Gather up every line from the entries below that uses the word "each".

-- Material for this exercise follows --

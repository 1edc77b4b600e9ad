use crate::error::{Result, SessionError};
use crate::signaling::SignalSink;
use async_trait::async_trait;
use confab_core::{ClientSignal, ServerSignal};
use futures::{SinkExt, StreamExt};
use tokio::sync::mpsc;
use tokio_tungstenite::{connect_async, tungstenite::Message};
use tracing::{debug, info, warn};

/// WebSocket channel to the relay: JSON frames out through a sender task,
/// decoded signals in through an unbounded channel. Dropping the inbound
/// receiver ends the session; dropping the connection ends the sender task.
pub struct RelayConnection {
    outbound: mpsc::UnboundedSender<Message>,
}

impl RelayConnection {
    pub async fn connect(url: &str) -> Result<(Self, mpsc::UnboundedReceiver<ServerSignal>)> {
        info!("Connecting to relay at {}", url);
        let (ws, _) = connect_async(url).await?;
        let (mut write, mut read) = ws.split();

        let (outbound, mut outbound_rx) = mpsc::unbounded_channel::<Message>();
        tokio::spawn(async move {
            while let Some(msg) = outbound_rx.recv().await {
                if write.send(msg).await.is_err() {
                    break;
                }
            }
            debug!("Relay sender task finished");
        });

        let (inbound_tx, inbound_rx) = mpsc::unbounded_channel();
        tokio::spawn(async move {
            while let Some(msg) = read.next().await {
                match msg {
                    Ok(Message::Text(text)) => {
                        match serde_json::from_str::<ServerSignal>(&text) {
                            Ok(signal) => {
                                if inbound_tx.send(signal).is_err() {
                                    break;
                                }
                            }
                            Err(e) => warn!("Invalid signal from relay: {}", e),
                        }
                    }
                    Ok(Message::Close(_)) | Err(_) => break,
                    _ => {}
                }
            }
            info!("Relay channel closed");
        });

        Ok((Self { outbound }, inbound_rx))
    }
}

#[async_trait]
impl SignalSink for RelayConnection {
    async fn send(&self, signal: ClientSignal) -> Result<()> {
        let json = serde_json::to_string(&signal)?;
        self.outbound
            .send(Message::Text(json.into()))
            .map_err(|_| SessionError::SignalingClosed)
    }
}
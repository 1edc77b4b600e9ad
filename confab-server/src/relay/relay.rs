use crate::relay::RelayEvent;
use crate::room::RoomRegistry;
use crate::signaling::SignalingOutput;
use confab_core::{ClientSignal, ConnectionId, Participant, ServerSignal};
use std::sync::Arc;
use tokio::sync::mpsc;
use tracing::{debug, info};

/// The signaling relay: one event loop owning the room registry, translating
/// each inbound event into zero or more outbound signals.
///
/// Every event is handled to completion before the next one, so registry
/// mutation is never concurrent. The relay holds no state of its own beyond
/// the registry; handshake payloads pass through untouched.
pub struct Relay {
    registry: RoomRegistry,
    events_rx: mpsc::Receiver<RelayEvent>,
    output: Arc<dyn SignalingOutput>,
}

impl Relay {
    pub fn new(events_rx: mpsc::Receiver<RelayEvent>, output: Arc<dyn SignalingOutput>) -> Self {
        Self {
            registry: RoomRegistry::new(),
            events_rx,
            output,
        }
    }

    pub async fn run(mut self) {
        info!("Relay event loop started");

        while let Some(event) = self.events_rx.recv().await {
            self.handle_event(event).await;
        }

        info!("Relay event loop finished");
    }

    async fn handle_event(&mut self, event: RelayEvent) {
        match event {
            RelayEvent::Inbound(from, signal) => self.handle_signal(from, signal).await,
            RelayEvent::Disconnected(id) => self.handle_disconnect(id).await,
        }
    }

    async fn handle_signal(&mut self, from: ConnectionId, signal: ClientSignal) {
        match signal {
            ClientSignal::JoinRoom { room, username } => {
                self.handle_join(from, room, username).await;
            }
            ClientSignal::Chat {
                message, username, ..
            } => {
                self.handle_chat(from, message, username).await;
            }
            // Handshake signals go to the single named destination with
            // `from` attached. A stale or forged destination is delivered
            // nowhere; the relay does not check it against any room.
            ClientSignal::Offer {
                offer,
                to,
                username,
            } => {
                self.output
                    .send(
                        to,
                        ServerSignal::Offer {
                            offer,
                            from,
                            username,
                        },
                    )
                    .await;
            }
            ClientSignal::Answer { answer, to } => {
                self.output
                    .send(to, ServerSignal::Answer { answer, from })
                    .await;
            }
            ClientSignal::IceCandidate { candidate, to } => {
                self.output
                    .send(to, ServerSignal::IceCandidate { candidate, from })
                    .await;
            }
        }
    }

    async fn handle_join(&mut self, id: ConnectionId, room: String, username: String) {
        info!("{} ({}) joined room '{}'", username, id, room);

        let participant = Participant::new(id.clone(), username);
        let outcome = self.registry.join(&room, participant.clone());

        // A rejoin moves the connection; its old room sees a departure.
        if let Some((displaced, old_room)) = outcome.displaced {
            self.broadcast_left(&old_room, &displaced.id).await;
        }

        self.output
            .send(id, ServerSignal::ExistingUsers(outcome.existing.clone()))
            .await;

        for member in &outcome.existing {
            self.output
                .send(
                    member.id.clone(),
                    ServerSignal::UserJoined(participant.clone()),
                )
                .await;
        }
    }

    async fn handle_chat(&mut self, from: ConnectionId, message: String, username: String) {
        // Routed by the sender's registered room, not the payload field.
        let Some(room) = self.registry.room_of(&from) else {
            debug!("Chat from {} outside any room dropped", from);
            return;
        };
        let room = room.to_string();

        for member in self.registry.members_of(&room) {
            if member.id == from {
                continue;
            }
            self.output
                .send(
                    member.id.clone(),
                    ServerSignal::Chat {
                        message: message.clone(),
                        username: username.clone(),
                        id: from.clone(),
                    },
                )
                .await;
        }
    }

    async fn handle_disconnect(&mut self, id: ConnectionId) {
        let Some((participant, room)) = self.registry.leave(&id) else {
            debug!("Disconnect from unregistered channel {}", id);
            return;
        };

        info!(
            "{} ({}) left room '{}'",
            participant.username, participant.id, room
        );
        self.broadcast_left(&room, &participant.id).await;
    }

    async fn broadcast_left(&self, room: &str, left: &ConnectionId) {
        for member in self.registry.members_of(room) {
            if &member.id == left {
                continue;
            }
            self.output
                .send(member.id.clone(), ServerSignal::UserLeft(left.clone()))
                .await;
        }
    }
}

-- Material for this exercise concluded --
-- Material for this exercise follows --

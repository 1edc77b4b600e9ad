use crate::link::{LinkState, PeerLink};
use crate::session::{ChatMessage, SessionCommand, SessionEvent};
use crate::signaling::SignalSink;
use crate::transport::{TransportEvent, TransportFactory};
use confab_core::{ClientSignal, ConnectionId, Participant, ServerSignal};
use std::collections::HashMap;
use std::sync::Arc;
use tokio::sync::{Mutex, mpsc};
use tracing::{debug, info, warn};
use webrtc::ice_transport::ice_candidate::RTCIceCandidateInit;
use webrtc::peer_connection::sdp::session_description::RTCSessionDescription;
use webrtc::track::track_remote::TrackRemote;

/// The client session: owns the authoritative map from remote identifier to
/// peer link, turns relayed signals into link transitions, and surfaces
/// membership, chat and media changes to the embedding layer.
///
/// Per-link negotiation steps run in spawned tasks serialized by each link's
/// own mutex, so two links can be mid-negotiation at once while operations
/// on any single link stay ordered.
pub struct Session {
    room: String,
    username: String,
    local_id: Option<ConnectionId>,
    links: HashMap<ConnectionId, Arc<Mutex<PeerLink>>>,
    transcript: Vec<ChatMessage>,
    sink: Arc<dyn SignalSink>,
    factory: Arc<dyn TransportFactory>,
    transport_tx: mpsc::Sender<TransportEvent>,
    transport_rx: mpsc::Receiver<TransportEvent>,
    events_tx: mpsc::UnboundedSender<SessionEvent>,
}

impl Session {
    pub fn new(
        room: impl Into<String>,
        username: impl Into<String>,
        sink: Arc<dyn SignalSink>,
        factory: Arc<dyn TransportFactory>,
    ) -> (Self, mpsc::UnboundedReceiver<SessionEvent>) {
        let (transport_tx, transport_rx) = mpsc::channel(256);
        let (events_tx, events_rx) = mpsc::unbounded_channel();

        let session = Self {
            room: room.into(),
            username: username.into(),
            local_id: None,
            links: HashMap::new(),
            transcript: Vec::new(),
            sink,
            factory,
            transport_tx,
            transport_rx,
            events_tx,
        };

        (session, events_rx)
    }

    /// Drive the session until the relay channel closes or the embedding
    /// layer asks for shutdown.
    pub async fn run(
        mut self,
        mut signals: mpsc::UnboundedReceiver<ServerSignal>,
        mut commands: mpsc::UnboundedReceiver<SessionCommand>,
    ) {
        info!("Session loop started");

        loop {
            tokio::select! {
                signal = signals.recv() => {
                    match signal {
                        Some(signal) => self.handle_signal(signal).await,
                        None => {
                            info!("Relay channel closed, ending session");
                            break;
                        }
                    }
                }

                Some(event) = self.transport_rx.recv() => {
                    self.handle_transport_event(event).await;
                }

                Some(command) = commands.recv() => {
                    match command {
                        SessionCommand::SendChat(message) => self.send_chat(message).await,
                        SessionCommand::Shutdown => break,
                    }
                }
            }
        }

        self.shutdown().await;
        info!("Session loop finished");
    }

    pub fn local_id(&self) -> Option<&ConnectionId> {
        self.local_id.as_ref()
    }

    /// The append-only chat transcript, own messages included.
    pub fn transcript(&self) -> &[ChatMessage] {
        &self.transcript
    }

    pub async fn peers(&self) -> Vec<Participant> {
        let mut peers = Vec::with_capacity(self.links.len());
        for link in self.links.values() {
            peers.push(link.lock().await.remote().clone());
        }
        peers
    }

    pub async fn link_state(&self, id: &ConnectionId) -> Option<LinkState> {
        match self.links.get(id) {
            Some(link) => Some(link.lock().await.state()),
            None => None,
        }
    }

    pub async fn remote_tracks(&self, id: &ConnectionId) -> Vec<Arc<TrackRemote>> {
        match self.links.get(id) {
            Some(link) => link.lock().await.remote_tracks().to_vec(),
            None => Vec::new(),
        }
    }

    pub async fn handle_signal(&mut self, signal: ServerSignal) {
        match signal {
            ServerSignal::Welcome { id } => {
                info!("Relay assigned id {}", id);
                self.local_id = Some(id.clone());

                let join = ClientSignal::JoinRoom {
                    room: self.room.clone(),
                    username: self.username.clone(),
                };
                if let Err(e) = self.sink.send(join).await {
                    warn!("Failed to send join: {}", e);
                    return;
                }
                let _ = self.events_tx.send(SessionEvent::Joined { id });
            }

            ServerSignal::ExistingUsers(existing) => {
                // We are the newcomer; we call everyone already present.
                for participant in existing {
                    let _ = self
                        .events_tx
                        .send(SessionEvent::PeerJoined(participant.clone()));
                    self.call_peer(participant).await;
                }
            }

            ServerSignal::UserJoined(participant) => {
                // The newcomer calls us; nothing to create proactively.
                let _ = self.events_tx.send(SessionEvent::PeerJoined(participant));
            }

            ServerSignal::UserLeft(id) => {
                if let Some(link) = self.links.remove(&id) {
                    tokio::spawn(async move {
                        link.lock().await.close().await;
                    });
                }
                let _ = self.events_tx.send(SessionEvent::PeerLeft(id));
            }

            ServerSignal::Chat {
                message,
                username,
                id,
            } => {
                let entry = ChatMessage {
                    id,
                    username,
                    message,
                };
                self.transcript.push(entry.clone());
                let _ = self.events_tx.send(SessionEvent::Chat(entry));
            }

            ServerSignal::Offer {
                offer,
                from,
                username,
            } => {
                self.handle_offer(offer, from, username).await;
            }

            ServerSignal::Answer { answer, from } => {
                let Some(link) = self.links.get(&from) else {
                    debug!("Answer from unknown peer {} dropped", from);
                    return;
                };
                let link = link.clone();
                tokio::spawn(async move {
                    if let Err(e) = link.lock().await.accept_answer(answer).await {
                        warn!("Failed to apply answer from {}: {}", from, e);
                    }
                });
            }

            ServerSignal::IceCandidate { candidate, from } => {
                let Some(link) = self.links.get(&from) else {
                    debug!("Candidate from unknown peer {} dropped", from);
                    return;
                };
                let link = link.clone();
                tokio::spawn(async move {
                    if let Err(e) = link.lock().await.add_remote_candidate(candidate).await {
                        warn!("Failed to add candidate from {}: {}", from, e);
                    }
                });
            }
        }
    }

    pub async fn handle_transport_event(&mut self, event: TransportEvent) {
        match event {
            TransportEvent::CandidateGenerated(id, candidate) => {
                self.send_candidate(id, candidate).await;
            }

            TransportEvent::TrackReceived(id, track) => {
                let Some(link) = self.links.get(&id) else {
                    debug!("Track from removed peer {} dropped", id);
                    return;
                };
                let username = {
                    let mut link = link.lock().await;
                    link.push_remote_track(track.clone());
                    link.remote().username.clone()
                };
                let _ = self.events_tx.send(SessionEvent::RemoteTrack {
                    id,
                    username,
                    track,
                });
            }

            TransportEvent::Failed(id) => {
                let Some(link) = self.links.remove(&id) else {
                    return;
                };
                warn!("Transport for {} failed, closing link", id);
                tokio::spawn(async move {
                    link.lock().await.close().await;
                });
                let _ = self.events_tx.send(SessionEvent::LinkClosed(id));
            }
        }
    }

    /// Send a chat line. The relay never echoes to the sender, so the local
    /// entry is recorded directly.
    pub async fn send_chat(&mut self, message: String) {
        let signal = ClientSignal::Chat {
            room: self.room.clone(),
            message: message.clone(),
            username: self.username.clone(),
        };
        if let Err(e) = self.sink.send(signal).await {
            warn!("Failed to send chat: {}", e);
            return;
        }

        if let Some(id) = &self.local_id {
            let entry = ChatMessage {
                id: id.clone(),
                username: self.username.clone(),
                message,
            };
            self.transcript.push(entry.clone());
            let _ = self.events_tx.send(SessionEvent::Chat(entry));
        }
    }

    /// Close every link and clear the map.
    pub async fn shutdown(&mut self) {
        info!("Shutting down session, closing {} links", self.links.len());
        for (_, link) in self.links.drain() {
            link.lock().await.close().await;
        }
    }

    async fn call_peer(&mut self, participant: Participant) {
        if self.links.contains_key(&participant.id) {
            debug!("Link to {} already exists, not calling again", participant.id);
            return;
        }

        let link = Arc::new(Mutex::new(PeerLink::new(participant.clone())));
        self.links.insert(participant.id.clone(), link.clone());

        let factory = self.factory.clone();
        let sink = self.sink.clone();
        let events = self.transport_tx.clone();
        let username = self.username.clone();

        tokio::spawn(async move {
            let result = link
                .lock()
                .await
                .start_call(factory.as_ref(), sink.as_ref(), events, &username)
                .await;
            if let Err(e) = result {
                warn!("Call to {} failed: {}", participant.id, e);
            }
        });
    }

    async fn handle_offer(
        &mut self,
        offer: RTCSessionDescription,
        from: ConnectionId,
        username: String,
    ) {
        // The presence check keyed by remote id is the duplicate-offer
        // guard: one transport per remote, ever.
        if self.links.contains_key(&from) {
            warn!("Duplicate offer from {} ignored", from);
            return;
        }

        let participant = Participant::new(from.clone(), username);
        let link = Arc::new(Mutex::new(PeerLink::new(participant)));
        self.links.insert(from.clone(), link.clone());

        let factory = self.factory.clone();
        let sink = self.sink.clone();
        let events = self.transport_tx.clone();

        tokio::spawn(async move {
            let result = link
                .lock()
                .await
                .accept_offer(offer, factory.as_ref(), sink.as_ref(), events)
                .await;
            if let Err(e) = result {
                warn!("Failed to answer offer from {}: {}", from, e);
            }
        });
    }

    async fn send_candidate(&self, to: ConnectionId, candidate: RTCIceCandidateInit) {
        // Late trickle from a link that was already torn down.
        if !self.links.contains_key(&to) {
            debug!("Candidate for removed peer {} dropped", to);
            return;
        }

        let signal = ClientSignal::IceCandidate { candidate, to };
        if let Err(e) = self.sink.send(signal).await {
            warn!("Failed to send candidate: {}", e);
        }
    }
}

-- Material for this exercise concluded --

■ Task response:
/// each inbound event into zero or more outbound signals.
/// Per-link negotiation steps run in spawned tasks serialized by each link's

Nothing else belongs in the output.